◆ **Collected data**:
-*-*-
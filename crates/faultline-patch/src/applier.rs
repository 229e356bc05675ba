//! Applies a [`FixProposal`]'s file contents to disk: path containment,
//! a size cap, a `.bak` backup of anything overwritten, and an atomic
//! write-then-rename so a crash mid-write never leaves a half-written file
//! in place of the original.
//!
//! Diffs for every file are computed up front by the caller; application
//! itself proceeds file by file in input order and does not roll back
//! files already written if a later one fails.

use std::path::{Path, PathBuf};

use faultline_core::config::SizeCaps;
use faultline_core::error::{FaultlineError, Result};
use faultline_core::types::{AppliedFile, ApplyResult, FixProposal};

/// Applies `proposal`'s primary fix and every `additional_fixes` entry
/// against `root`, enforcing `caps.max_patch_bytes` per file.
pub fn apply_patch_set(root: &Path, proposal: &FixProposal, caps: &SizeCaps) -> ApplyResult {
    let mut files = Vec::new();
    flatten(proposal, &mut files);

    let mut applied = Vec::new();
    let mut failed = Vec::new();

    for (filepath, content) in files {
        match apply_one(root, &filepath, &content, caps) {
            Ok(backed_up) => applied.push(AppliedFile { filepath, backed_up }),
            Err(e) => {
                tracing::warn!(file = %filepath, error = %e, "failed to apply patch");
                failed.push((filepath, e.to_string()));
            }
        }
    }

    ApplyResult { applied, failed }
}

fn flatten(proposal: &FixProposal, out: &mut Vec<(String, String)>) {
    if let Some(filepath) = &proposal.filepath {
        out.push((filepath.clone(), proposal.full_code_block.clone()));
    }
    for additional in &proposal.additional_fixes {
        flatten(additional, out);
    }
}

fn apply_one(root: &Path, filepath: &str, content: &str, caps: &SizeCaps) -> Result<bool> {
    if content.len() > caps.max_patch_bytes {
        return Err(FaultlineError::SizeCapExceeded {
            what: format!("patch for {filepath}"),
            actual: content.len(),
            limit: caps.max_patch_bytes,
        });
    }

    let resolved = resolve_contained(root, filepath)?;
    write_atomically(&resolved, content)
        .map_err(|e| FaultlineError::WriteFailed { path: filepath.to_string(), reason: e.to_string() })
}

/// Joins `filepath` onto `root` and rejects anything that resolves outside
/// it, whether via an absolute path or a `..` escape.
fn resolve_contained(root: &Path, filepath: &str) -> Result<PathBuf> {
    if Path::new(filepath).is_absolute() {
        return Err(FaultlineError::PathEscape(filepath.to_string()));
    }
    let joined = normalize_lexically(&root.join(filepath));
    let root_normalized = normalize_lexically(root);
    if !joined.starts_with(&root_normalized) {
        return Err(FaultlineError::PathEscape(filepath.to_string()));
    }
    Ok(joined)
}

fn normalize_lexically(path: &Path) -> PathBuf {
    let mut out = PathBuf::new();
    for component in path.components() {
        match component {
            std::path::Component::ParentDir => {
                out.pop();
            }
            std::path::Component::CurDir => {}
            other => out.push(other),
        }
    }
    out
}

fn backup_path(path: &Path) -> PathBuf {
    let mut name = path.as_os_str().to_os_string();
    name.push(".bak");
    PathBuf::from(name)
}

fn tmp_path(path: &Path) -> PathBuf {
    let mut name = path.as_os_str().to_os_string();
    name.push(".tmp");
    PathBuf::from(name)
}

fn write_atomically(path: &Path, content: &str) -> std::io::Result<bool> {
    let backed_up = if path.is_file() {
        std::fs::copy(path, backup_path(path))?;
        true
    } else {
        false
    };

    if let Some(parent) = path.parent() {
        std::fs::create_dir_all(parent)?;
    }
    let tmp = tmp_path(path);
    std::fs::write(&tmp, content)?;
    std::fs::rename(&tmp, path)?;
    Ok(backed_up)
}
-*-*-
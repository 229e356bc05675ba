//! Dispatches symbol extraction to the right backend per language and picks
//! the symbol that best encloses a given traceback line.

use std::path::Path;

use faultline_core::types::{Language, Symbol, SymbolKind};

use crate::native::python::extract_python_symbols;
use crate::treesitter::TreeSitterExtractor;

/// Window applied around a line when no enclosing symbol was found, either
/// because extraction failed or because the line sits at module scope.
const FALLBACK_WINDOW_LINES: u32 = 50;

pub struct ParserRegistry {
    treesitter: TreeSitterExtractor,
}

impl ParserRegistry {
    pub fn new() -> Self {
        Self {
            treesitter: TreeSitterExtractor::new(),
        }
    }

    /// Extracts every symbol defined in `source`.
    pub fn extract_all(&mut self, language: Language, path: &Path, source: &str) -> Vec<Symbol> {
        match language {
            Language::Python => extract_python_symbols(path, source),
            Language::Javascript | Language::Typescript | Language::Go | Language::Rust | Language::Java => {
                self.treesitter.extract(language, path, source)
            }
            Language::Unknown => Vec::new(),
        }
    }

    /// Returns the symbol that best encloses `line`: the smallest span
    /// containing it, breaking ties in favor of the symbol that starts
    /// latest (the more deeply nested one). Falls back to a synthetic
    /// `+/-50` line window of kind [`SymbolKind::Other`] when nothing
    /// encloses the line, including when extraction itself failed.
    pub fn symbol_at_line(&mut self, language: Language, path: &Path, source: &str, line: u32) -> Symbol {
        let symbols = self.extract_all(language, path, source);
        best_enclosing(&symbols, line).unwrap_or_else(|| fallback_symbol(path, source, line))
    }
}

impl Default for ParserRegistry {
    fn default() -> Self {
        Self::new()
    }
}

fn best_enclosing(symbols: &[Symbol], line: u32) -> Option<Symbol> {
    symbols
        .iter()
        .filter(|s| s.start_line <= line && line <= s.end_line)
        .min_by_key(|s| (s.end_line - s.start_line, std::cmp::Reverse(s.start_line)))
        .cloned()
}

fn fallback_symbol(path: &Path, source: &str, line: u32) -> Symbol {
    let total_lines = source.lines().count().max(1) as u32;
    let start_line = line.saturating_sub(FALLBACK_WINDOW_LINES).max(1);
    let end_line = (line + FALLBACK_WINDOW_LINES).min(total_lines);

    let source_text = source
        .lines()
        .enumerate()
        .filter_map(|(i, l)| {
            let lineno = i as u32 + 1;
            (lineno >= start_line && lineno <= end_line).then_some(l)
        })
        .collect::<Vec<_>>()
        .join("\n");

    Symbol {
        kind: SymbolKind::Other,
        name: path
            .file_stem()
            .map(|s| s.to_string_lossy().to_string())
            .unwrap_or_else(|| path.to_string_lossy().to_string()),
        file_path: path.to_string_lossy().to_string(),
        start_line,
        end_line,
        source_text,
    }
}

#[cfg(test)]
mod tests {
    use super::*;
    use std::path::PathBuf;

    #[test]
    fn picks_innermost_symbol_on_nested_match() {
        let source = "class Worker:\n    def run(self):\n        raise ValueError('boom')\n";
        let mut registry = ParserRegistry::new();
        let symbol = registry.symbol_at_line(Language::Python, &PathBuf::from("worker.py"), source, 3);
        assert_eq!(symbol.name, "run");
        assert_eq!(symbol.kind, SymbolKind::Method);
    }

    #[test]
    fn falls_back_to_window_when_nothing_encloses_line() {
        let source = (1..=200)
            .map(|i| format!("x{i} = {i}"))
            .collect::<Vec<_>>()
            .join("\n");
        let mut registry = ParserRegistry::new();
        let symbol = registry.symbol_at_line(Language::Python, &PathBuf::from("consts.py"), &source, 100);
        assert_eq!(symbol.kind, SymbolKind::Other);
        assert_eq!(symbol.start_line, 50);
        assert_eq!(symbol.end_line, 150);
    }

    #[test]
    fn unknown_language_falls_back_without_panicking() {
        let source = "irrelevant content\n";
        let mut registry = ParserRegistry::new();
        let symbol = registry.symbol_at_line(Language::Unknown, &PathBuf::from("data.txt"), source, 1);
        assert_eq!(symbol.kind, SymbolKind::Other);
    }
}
-*-*-
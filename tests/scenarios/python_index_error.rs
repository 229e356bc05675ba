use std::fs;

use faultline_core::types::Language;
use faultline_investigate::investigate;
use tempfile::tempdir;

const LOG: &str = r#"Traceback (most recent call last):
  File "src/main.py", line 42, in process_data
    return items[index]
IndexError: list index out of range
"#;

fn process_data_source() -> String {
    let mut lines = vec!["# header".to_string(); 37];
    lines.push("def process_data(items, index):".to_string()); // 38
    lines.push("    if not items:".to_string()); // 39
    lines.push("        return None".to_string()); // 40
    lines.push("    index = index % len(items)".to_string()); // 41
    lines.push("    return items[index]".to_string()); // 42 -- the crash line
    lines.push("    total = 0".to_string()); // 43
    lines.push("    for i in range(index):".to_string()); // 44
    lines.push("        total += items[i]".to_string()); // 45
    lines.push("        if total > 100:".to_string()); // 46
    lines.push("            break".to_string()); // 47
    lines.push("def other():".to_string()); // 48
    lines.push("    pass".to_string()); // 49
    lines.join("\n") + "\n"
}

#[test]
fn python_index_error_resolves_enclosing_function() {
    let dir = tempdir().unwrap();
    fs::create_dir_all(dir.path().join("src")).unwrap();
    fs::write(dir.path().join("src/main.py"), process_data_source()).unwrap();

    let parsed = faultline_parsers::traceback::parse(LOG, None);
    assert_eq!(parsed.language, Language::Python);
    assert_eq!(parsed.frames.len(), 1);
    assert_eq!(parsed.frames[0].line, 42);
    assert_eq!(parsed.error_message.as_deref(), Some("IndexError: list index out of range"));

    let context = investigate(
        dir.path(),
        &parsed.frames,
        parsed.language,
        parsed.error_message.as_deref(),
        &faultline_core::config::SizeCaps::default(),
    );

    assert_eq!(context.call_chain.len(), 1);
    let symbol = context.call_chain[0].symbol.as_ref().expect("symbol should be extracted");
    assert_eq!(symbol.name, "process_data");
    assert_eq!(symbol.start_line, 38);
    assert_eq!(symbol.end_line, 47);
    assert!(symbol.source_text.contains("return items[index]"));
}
-*-*-
◆ **Assignment**: Look through the lines above and collect those with the word "context".

◆ **Exercise solution**:
    let context = investigate(
    assert_eq!(context.call_chain.len(), 1);
    let symbol = context.call_chain[0].symbol.as_ref().expect("symbol should be extracted");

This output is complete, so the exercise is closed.